Daily Summary
Agent Tesla sample collection recorded 42 new samples on 2026-05-05, a 30% decline from the 7-day average of 60. This drop marks a continued cooling period after a surge observed earlier in the week. No new C2 servers were identified, suggesting operators may be rotating existing infrastructure.
New Samples Detected
JavaScript files dominate today’s haul with 13 samples, followed by executables (9) and PowerShell scripts (5). Notably, a file with an appended numeric extension (.93763227) appeared once, likely a renamed or obfuscated payload. The lack of macro-enabled Office files indicates a shift away from document-based delivery this week. Compressed archives (RAR, ZIP, TAR) remain minimal at 7 total, suggesting reduced use of multi-stage payloads.
Distribution Methods
Today’s file types point to phishing emails as the primary vector, with JavaScript attachments and PowerShell scripts facilitating initial execution. The .js files likely drop or fetch the main payload from remote servers. The absence of .docm or .xlsm files contrasts with previous campaigns that relied heavily on macro-based lures. Bat and VBS scripts are present but low in volume, serving supplementary execution roles.
Detection Rate
Most major AV engines detect older Agent Tesla variants reliably, but the 9 .exe and 5 .ps1 samples may use simple packing or obfuscation to evade signature-based checks.

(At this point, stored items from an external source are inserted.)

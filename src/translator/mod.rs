//! Translation service backends.
//!
//! The pipeline only ever talks to a [`Translator`]: one request, one
//! translated string or one [`ServiceError`]. Retries, pacing and chunking
//! live above this seam in [`crate::pipeline`], so a backend stays a thin
//! request/response adapter and tests can swap in a scripted fake.
//!
//! | Backend | Type | Wire |
//! |---------|------|------|
//! | `http`  | [`HttpTranslator`] | `POST` JSON `{text, source_lang, target_lang}` with a bearer token |
//! | `llm`   | [`LlmTranslator`]  | chat completion through `edgequake-llm` |

use crate::error::ServiceError;
use async_trait::async_trait;

pub mod http;
pub mod llm;

pub use http::HttpTranslator;
pub use llm::LlmTranslator;

/// One unit of work for a translation service.
#[derive(Debug, Clone, Copy, PartialEq, Eq)]
pub struct TranslationRequest<'a> {
    pub text: &'a str,
    pub source_lang: &'a str,
    pub target_lang: &'a str,
}

impl<'a> TranslationRequest<'a> {
    pub fn new(text: &'a str, source_lang: &'a str, target_lang: &'a str) -> Self {
        Self {
            text,
            source_lang,
            target_lang,
        }
    }

    /// Same languages, different text.
    pub fn with_text(self, text: &'a str) -> Self {
        Self { text, ..self }
    }
}

/// A remote translation service.
///
/// Implementations perform exactly one call per invocation and must not
/// retry on their own.
#[async_trait]
pub trait Translator: Send + Sync {
    /// Translate `request.text`, returning the translated string.
    async fn translate(&self, request: TranslationRequest<'_>) -> Result<String, ServiceError>;

    /// Short name used in logs.
    fn name(&self) -> &str {
        "translator"
    }
}
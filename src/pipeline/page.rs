//! Page translation: decide whether to chunk, translate the pieces in order,
//! stitch them back together.
//!
//! A page whose normalized text fits under the chunk threshold goes out as a
//! single request. Longer pages are cut at sentence boundaries by
//! [`chunk`](super::chunk::chunk) and sent one chunk at a time with
//! `chunk_delay` between consecutive calls. The first chunk that exhausts
//! its retries fails the page; translations of earlier chunks are dropped.

use super::chunk::chunk;
use super::remote::translate_chunk;
use crate::config::{RetryPolicy, TranslationConfig};
use crate::error::PageError;
use crate::progress::TranslationProgressCallback;
use crate::translator::{TranslationRequest, Translator};
use std::time::Duration;
use tokio::time::sleep;
use tracing::debug;

/// The subset of [`TranslationConfig`] that governs one page.
#[derive(Debug, Clone, Copy, PartialEq, Eq)]
pub struct PageSettings {
    pub chunk_threshold: usize,
    pub retry: RetryPolicy,
    pub chunk_delay: Duration,
}

impl From<&TranslationConfig> for PageSettings {
    fn from(config: &TranslationConfig) -> Self {
        Self {
            chunk_threshold: config.chunk_threshold,
            retry: config.retry,
            chunk_delay: config.chunk_delay,
        }
    }
}

impl Default for PageSettings {
    fn default() -> Self {
        Self::from(&TranslationConfig::default())
    }
}

/// The requests a page turns into, in order.
///
/// Text of at most `threshold` characters, empty text included, is sent
/// whole without consulting the sentence splitter. Skipping blank pages is
/// left to the document pipeline.
pub fn plan_chunks(text: &str, threshold: usize) -> Vec<String> {
    if text.chars().count() <= threshold {
        vec![text.to_string()]
    } else {
        chunk(text, threshold)
    }
}

/// Translate one page of normalized text.
///
/// `page` is the 0-based page index, used for logs, progress events and the
/// returned [`PageError`].
pub async fn translate_page(
    translator: &dyn Translator,
    page: usize,
    request: TranslationRequest<'_>,
    settings: &PageSettings,
    progress: Option<&dyn TranslationProgressCallback>,
) -> Result<String, PageError> {
    let chunks = plan_chunks(request.text, settings.chunk_threshold);
    translate_chunks(translator, page, &chunks, request, settings, progress).await
}

/// Translate an already planned list of chunks and join the results.
///
/// `request` supplies the language pair; its text is replaced by each chunk.
pub async fn translate_chunks(
    translator: &dyn Translator,
    page: usize,
    chunks: &[String],
    request: TranslationRequest<'_>,
    settings: &PageSettings,
    progress: Option<&dyn TranslationProgressCallback>,
) -> Result<String, PageError> {
    let total = chunks.len();
    let mut translated = Vec::with_capacity(total);

    for (i, piece) in chunks.iter().enumerate() {
        if i > 0 && !settings.chunk_delay.is_zero() {
            sleep(settings.chunk_delay).await;
        }

        debug!(
            "Page {}: chunk {}/{} ({} chars)",
            page,
            i + 1,
            total,
            piece.chars().count()
        );

        let text = translate_chunk(translator, request.with_text(piece), &settings.retry)
            .await
            .map_err(|source| PageError::TranslationExhausted {
                page,
                chunk: i + 1,
                chunks: total,
                source,
            })?;
        translated.push(text);

        if let Some(cb) = progress {
            cb.on_chunk_complete(page, i + 1, total);
        }
    }

    Ok(translated.join(" "))
}
//! One chunk, one translation, bounded retries.
//!
//! ## Retry Strategy
//!
//! The translation service is rate-limited and occasionally flaky. Every
//! failure, whatever its kind, is retried after the same fixed delay: with
//! the defaults (3 attempts, 5 s) a chunk costs at most 3 calls and 10 s of
//! waiting before the page it belongs to is given up.
//!
//! There is no wait after the last attempt, and the loop knows nothing about
//! chunking: the caller decides what text goes in and what to do with
//! [`TranslationExhausted`].

use crate::config::RetryPolicy;
use crate::error::{ServiceError, TranslationExhausted};
use crate::translator::{TranslationRequest, Translator};
use tokio::time::sleep;
use tracing::{debug, warn};

/// Translate one chunk, retrying on any [`ServiceError`].
///
/// Returns as soon as one attempt succeeds. After `policy.max_attempts`
/// failures returns [`TranslationExhausted`] carrying the attempt count and
/// the last cause.
pub async fn translate_chunk(
    translator: &dyn Translator,
    request: TranslationRequest<'_>,
    policy: &RetryPolicy,
) -> Result<String, TranslationExhausted> {
    let max_attempts = policy.max_attempts.max(1);
    let mut last_err: Option<ServiceError> = None;

    for attempt in 1..=max_attempts {
        match translator.translate(request).await {
            Ok(text) => {
                if attempt > 1 {
                    debug!(
                        "{}: chunk succeeded on attempt {}/{}",
                        translator.name(),
                        attempt,
                        max_attempts
                    );
                }
                return Ok(text);
            }
            Err(e) => {
                warn!(
                    "{}: attempt {}/{} failed: {}",
                    translator.name(),
                    attempt,
                    max_attempts,
                    e
                );
                last_err = Some(e);
                if attempt < max_attempts && !policy.delay.is_zero() {
                    sleep(policy.delay).await;
                }
            }
        }
    }

    Err(TranslationExhausted {
        attempts: max_attempts,
        last_error: last_err
            .map(|e| e.to_string())
            .unwrap_or_else(|| "Unknown error".to_string()),
    })
}

#[cfg(test)]
mod tests {
    use super::*;
    use async_trait::async_trait;
    use std::collections::VecDeque;
    use std::sync::Mutex;
    use std::time::Duration;
    use tokio::time::Instant;

    /// Replays a fixed script of outcomes and records when each call happened.
    struct Scripted {
        script: Mutex<VecDeque<Result<String, ServiceError>>>,
        calls: Mutex<Vec<Instant>>,
    }

    impl Scripted {
        fn new(script: Vec<Result<String, ServiceError>>) -> Self {
            Self {
                script: Mutex::new(script.into()),
                calls: Mutex::new(Vec::new()),
            }
        }

        fn call_times(&self) -> Vec<Instant> {
            self.calls.lock().unwrap().clone()
        }
    }

    #[async_trait]
    impl Translator for Scripted {
        async fn translate(&self, _request: TranslationRequest<'_>) -> Result<String, ServiceError> {
            self.calls.lock().unwrap().push(Instant::now());
            self.script
                .lock()
                .unwrap()
                .pop_front()
                .unwrap_or_else(|| Err(ServiceError::Transport("script exhausted".into())))
        }
    }

    fn transport() -> Result<String, ServiceError> {
        Err(ServiceError::Transport("connection reset".into()))
    }

    fn status() -> Result<String, ServiceError> {
        Err(ServiceError::Status {
            status: 500,
            body: "boom".into(),
        })
    }

    fn request() -> TranslationRequest<'static> {
        TranslationRequest::new("Hello.", "en", "pt")
    }

    #[tokio::test(start_paused = true)]
    async fn fail_twice_then_succeed() {
        let fake = Scripted::new(vec![transport(), status(), Ok("Olá.".into())]);
        let policy = RetryPolicy::default();

        let out = translate_chunk(&fake, request(), &policy).await;
        assert_eq!(out.unwrap(), "Olá.");

        let times = fake.call_times();
        assert_eq!(times.len(), 3);
        assert_eq!(times[1] - times[0], Duration::from_secs(5));
        assert_eq!(times[2] - times[1], Duration::from_secs(5));
    }

    #[tokio::test(start_paused = true)]
    async fn always_failing_exhausts_after_exactly_three() {
        let fake = Scripted::new(vec![transport(), transport(), status(), Ok("late".into())]);
        let policy = RetryPolicy::default();
        let start = Instant::now();

        let err = translate_chunk(&fake, request(), &policy).await.unwrap_err();
        assert_eq!(err.attempts, 3);
        assert!(err.last_error.contains("HTTP 500"), "got {}", err.last_error);
        assert_eq!(fake.call_times().len(), 3);
        // Two waits, none after the final attempt.
        assert_eq!(start.elapsed(), Duration::from_secs(10));
    }

    #[tokio::test]
    async fn first_success_makes_one_call() {
        let fake = Scripted::new(vec![Ok("Oi.".into()), Ok("unused".into())]);
        let out = translate_chunk(&fake, request(), &RetryPolicy::immediate(3)).await;
        assert_eq!(out.unwrap(), "Oi.");
        assert_eq!(fake.call_times().len(), 1);
    }

    #[tokio::test]
    async fn zero_attempt_policy_still_calls_once() {
        let fake = Scripted::new(vec![transport()]);
        let err = translate_chunk(&fake, request(), &RetryPolicy::immediate(0))
            .await
            .unwrap_err();
        assert_eq!(err.attempts, 1);
        assert_eq!(fake.call_times().len(), 1);
    }

    #[tokio::test]
    async fn malformed_response_is_retried() {
        let fake = Scripted::new(vec![
            Err(ServiceError::MalformedResponse("no field".into())),
            Ok("Tudo bem.".into()),
        ]);
        let out = translate_chunk(&fake, request(), &RetryPolicy::immediate(3)).await;
        assert_eq!(out.unwrap(), "Tudo bem.");
        assert_eq!(fake.call_times().len(), 2);
    }
}
//! Chat-completion translation backend built on `edgequake-llm`.
//!
//! Each call sends two messages: the translation system prompt (see
//! [`crate::prompts`]) and the chunk text as the user turn. The completion
//! content, trimmed, is the translation. Provider errors and empty
//! completions are failed attempts like any other service error.

use super::{TranslationRequest, Translator};
use crate::config::TranslationConfig;
use crate::error::{ServiceError, TranslateError};
use crate::prompts::{render_system_prompt, DEFAULT_SYSTEM_PROMPT};
use async_trait::async_trait;
use edgequake_llm::{ChatMessage, CompletionOptions, LLMProvider, ProviderFactory};
use std::sync::Arc;
use tracing::debug;

/// Model used when a provider is named without a model.
pub const DEFAULT_MODEL: &str = "gpt-4.1-nano";

/// Translates through any `edgequake-llm` chat provider.
pub struct LlmTranslator {
    provider: Arc<dyn LLMProvider>,
    system_prompt: String,
    temperature: f32,
    max_tokens: usize,
}

impl LlmTranslator {
    /// Wrap an already constructed provider.
    pub fn new(provider: Arc<dyn LLMProvider>, config: &TranslationConfig) -> Self {
        Self {
            provider,
            system_prompt: config
                .system_prompt
                .clone()
                .unwrap_or_else(|| DEFAULT_SYSTEM_PROMPT.to_string()),
            temperature: config.temperature,
            max_tokens: config.max_tokens,
        }
    }

    /// Resolve the provider from the configuration and the environment.
    pub fn from_config(config: &TranslationConfig) -> Result<Self, TranslateError> {
        let provider = resolve_provider(config)?;
        Ok(Self::new(provider, config))
    }

    fn options(&self) -> CompletionOptions {
        build_options(self.temperature, self.max_tokens)
    }
}

#[async_trait]
impl Translator for LlmTranslator {
    async fn translate(&self, request: TranslationRequest<'_>) -> Result<String, ServiceError> {
        let prompt =
            render_system_prompt(&self.system_prompt, request.source_lang, request.target_lang);
        let messages = vec![ChatMessage::system(prompt), ChatMessage::user(request.text)];

        let response = self
            .provider
            .chat(&messages, Some(&self.options()))
            .await
            .map_err(|e| ServiceError::Provider(e.to_string()))?;

        debug!(
            "LLM chunk: {} input tokens, {} output tokens",
            response.prompt_tokens, response.completion_tokens
        );

        let text = response.content.trim();
        if text.is_empty() {
            return Err(ServiceError::MalformedResponse(
                "LLM returned an empty completion".into(),
            ));
        }
        Ok(text.to_string())
    }

    fn name(&self) -> &str {
        "llm"
    }
}

/// Build `CompletionOptions` for a translation call.
fn build_options(temperature: f32, max_tokens: usize) -> CompletionOptions {
    CompletionOptions {
        temperature: Some(temperature),
        max_tokens: Some(max_tokens),
        ..Default::default()
    }
}

fn create_provider(provider_name: &str, model: &str) -> Result<Arc<dyn LLMProvider>, TranslateError> {
    ProviderFactory::create_llm_provider(provider_name, model).map_err(|e| {
        TranslateError::ProviderNotConfigured {
            provider: provider_name.to_string(),
            hint: format!("{e}"),
        }
    })
}

/// Resolve the LLM provider, from most-specific to least-specific:
///
/// 1. pre-built `config.provider`;
/// 2. `config.provider_name` (+ `config.model`);
/// 3. `EDGEQUAKE_LLM_PROVIDER` + `EDGEQUAKE_MODEL`, when both are set;
/// 4. OpenAI when `OPENAI_API_KEY` is present;
/// 5. `ProviderFactory::from_env` auto-detection.
fn resolve_provider(config: &TranslationConfig) -> Result<Arc<dyn LLMProvider>, TranslateError> {
    if let Some(ref provider) = config.provider {
        return Ok(Arc::clone(provider));
    }

    if let Some(ref name) = config.provider_name {
        let model = config.model.as_deref().unwrap_or(DEFAULT_MODEL);
        return create_provider(name, model);
    }

    if let (Ok(prov), Ok(model)) = (
        std::env::var("EDGEQUAKE_LLM_PROVIDER"),
        std::env::var("EDGEQUAKE_MODEL"),
    ) {
        if !prov.is_empty() && !model.is_empty() {
            return create_provider(&prov, &model);
        }
    }

    if let Ok(openai_key) = std::env::var("OPENAI_API_KEY") {
        if !openai_key.is_empty() {
            let model = config.model.as_deref().unwrap_or(DEFAULT_MODEL);
            return create_provider("openai", model);
        }
    }

    let (llm_provider, _embedding) =
        ProviderFactory::from_env().map_err(|e| TranslateError::ProviderNotConfigured {
            provider: "auto".to_string(),
            hint: format!(
                "No LLM provider could be auto-detected from environment.\n\
                Set OPENAI_API_KEY, ANTHROPIC_API_KEY, or configure a provider.\n\
                Error: {}",
                e
            ),
        })?;

    Ok(llm_provider)
}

The singular .93763227 file likely bypasses static scanning due to its unconventional extension.
C2 Infrastructure
No new C2 servers were observed today, consistent with the lower sample count. Previous Agent Tesla C2s have been tied to SMTP-based exfiltration rather than dedicated panels, so the void may indicate temporary deactivation or reuse of older endpoints.
7-Day Trend
After a mid-week spike, Agent Tesla activity has declined over the last 48 hours to 42 samples, 30% below the weekly average. This pattern suggests a tactical lull rather than sustained reduction, as operators may be repositioning campaigns.
Security Analysis
Agents Tesla’s shift away from macro-enabled documents and toward JavaScript and PowerShell aligns with broader adversary adaptation to Microsoft’s macro-blocking policy. Defenders should prioritize monitoring script-based execution chains, especially .js files that fetch remote payloads. Actionable recommendation: block execution of JavaScript via Windows Script Host for non-admin users and enable AMSI for PowerShell to catch in-memory payloads.